An improved calibration technique to address high dimensionality and non-linearity in integrated groundwater and surface water models

The calibration of integrated groundwater-surface water models is often associated with high dimensionality and stagnation around local optimum solutions. Since these models are computationally demanding and also non-linear, finding their global optimum solution requires efficient optimization techniques. Here, we introduce the Multi-Memory Particle Swarm Optimization (MMPSO) algorithm. The swarm cognitive capacity is enhanced to minimize the number of local optimums and calibrate the model based on sub-objective functions. We used the MMPSO to simultaneously calibrate groundwater head, streamflow, baseflow, and nitrate loads in the SWAT-MODFLOW-RT3D model with 78 sensitive parameters. The results demonstrate that enhancing the cognitive capacity led to a marked improvement in discovering the global optimum solution.

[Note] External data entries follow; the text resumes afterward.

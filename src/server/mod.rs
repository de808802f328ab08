use axum::{
    routing::{get, post},
    Router,
};
use std::net::SocketAddr;
use std::sync::Arc;
use tower_http::trace::TraceLayer;

use crate::service::Service;

pub mod routes;

/// Server state
pub struct AppState {
    pub service: Arc<Service>,
}

pub fn router(service: Arc<Service>) -> Router {
    let state = Arc::new(AppState { service });

    Router::new()
        .route("/healthz", get(routes::healthz))
        .route("/status", get(routes::status))
        .route("/search", post(routes::search))
        .route("/index", post(routes::index))
        .layer(TraceLayer::new_for_http())
        .with_state(state)
}

pub async fn start_server(addr: SocketAddr, service: Arc<Service>) -> anyhow::Result<()> {
    let app = router(service.clone());

    tracing::info!("Starting server on {}", addr);
    let listener = tokio::net::TcpListener::bind(addr).await?;
    axum::serve(listener, app)
        .with_graceful_shutdown(async {
            let _ = tokio::signal::ctrl_c().await;
        })
        .await?;

    service.shutdown();
    Ok(())
}
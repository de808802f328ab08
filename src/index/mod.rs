//! Incremental indexing
//!
//! `Service::index` brings a repo's ancestry and symbol tables up to a commit. Missing
//! first-parent commits are applied oldest first, one transaction each:
//! 1. insert the commit with its sparse ancestor pointer
//! 2. carry `added`/`deleted` tails forward over the skipped part of the spine
//! 3. delete names that vanished from deleted/modified paths
//! 4. insert names that appeared in added/modified paths
//! 5. prune hops that ended up in both `added` and `deleted`

pub mod cache;
pub mod hops;

use std::collections::{BTreeMap, BTreeSet, HashMap, HashSet};

use tokio_util::sync::CancellationToken;
use tracing::{debug, error, info};

use crate::git::{LogEntry, StatusAMD};
use crate::parser::Parser;
use crate::service::Service;
use crate::status::StatusHandle;
use crate::storage::sqlite::{
    append_hop, delete_redundant, ensure_repo, get_commit_by_hash, get_symbol, get_symbols_in_files, insert_commit,
    insert_symbol, update_symbol_hops,
};
use crate::storage::{HopStatus, NULL_COMMIT};
use crate::{Error, Result};

use cache::{PathSymbolsCache, SymbolIdCache};
use hops::{get_hops, ruler};

/// Names to delete and to insert, per path
#[derive(Debug, Default, PartialEq, Eq)]
pub struct SymbolChanges {
    pub deleted: BTreeMap<String, BTreeSet<String>>,
    pub added: BTreeMap<String, BTreeSet<String>>,
}

/// Diff old and new name sets according to each path's status.
///
/// Deleted paths lose every old name, added paths gain every new name, modified paths
/// lose `old - new` and gain `new - old`.
pub fn symbol_changes(
    entry: &LogEntry,
    old: &HashMap<String, HashSet<String>>,
    new: &HashMap<String, HashSet<String>>,
) -> SymbolChanges {
    let empty = HashSet::new();
    let mut changes = SymbolChanges::default();
    for ps in &entry.path_statuses {
        let before = old.get(&ps.path).unwrap_or(&empty);
        let after = new.get(&ps.path).unwrap_or(&empty);
        let (gone, fresh): (BTreeSet<String>, BTreeSet<String>) = match ps.status {
            StatusAMD::Deleted => (before.iter().cloned().collect(), BTreeSet::new()),
            StatusAMD::Added => (BTreeSet::new(), after.iter().cloned().collect()),
            StatusAMD::Modified => (
                before.difference(after).cloned().collect(),
                after.difference(before).cloned().collect(),
            ),
        };
        if !gone.is_empty() {
            changes.deleted.entry(ps.path.clone()).or_default().extend(gone);
        }
        if !fresh.is_empty() {
            changes.added.entry(ps.path.clone()).or_default().extend(fresh);
        }
    }
    changes
}

/// State of one `index` call: the moving tip plus caches and a parser
struct IndexRun<'a> {
    service: &'a Service,
    repo: &'a str,
    repo_id: i64,
    status: &'a StatusHandle,
    parser: Box<dyn Parser>,
    symbol_ids: SymbolIdCache,
    path_symbols: PathSymbolsCache,
    tip_id: i64,
    tip_height: i64,
}

impl IndexRun<'_> {
    /// Parse the new contents of added and modified paths
    async fn parse_paths(&mut self, commit: &str, paths: &[String]) -> Result<HashMap<String, HashSet<String>>> {
        let mut parsed: HashMap<String, HashSet<String>> = paths.iter().map(|p| (p.clone(), HashSet::new())).collect();
        if paths.is_empty() {
            return Ok(parsed);
        }

        self.status.task("ArchiveEach");
        let mut archive = self
            .service
            .fetcher
            .fetch_repository_archive(self.repo, commit, paths)
            .await?;
        while let Some(file) = archive.recv().await {
            let file = file?;
            self.status.task("parse");
            let symbols = self.parser.parse(&file.path, &file.content).await?;
            parsed.insert(file.path, symbols.into_iter().map(|s| s.name).collect());
            self.status.task("ArchiveEach");
        }
        Ok(parsed)
    }

    async fn index_commit(&mut self, entry: &LogEntry) -> Result<()> {
        let mut old_paths = Vec::new();
        let mut new_paths = Vec::new();
        for ps in &entry.path_statuses {
            match ps.status {
                StatusAMD::Deleted => old_paths.push(ps.path.clone()),
                StatusAMD::Added => new_paths.push(ps.path.clone()),
                StatusAMD::Modified => {
                    old_paths.push(ps.path.clone());
                    new_paths.push(ps.path.clone());
                }
            }
        }

        let mut old: HashMap<String, HashSet<String>> = HashMap::new();
        let mut uncached = Vec::new();
        for path in old_paths {
            match self.path_symbols.get(&path) {
                Some(names) => {
                    old.insert(path, names);
                }
                None => uncached.push(path),
            }
        }

        let new = self.parse_paths(&entry.commit, &new_paths).await?;

        self.status.task("InsertCommit");
        let height = self.tip_height + 1;
        let commit_id = {
            let mut conn = self.service.store.write();
            let tx = conn.transaction()?;

            let hops = get_hops(&tx, self.tip_id)?;
            let r = ruler(height);
            if r >= hops.len() {
                return Err(Error::Ruler {
                    height,
                    ruler: r,
                    hops: hops.len(),
                });
            }
            let commit_id = insert_commit(&tx, self.repo_id, &entry.commit, height, hops[r])?;

            append_hop(&tx, self.repo_id, &hops[..r], HopStatus::Added, commit_id)?;
            append_hop(&tx, self.repo_id, &hops[..r], HopStatus::Deleted, commit_id)?;

            old.extend(get_symbols_in_files(&tx, self.repo_id, &uncached, &hops)?);
            let changes = symbol_changes(entry, &old, &new);

            for (path, names) in &changes.deleted {
                for name in names {
                    let id = match self.symbol_ids.get(path, name) {
                        Some(id) => Some(id),
                        None => get_symbol(&tx, self.repo_id, path, name, &hops)?,
                    };
                    let Some(id) = id else {
                        error!(repo = %self.repo, commit = %entry.commit, %path, %name, "could not find symbol to delete");
                        continue;
                    };
                    update_symbol_hops(&tx, id, HopStatus::Deleted, commit_id)?;
                }
            }

            for (path, names) in &changes.added {
                for name in names {
                    let id = insert_symbol(&tx, self.repo_id, path, name, commit_id)?;
                    self.symbol_ids.set(path, name, id);
                }
            }

            let pruned = delete_redundant(&tx, self.repo_id, commit_id)?;
            tx.commit()?;
            debug!(
                repo = %self.repo,
                commit = %entry.commit,
                height,
                ancestor = hops[r],
                deleted = changes.deleted.values().map(BTreeSet::len).sum::<usize>(),
                added = changes.added.values().map(BTreeSet::len).sum::<usize>(),
                pruned,
                "indexed commit"
            );
            commit_id
        };

        for ps in &entry.path_statuses {
            if ps.status == StatusAMD::Deleted {
                self.path_symbols.remove(&ps.path);
            }
        }
        for (path, names) in new {
            self.path_symbols.set(&path, names);
        }
        self.tip_id = commit_id;
        self.tip_height = height;
        Ok(())
    }
}

impl Service {
    /// Index `commit` of `repo` and every missing first-parent ancestor. Idempotent.
    pub async fn index(&self, cancel: &CancellationToken, repo: &str, commit: &str) -> Result<()> {
        let status = self.status.start(format!("indexing {repo}@{commit}"), Some(repo));

        let _ilock = tokio::select! {
            lock = self.locks.index(repo, status.status()) => lock,
            _ = cancel.cancelled() => return Err(Error::Cancelled),
        };

        let repo_id = ensure_repo(&self.store.write(), repo)?;

        status.task("RevList");
        let mut tip = None;
        let mut missing = 0usize;
        {
            let conn = self.store.read()?;
            let tip = &mut tip;
            let missing = &mut missing;
            let mut on_commit = move |hash: &str| -> Result<bool> {
                match get_commit_by_hash(&conn, repo_id, hash)? {
                    Some(node) => {
                        *tip = Some(node);
                        Ok(false)
                    }
                    None => {
                        *missing += 1;
                        Ok(true)
                    }
                }
            };
            self.git.rev_list(repo, commit, &mut on_commit).await?;
        }

        if missing == 0 {
            debug!(repo, commit, "already indexed");
            return Ok(());
        }

        let (tip_id, tip_height) = tip.map(|node| (node.id, node.height)).unwrap_or((NULL_COMMIT, 0));
        info!(repo, commit, missing, tip_height, "indexing");
        status.set_progress(0, missing);

        let parser = self.parser_factory.create().await?;
        let mut run = IndexRun {
            service: self,
            repo,
            repo_id,
            status: &status,
            parser,
            symbol_ids: SymbolIdCache::new(self.config.symbols_cache_size),
            path_symbols: PathSymbolsCache::new(self.config.path_symbols_cache_size),
            tip_id,
            tip_height,
        };

        status.task("Log");
        let mut log = self.git.log_reverse_each(repo, commit, missing).await?;
        let mut indexed = 0usize;
        while let Some(entry) = log.recv().await {
            let entry = entry?;
            if cancel.is_cancelled() {
                return Err(Error::Cancelled);
            }
            run.index_commit(&entry).await?;
            indexed += 1;
            status.set_progress(indexed, missing);
            status.task("Log");
        }

        info!(repo, commit, indexed, "finished indexing");
        Ok(())
    }
}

Furthermore, we evaluated the calibrated model's performance to quantify groundwater nitrate loads to streams and characterize the shallow surficial aquifer under intensive fertilizer land use. The results show the effectiveness of the MMPSO algorithm for calibrating complex hydrogeochemical models for large-scale applications. •Calibrating integrated models based on geological sections minimizes equifinality.•A new algorithm effectively calibrate a non-linear integrated model with high dimensionality.•The calibrated model quantified NO3 loads to the Great Barrier Reef.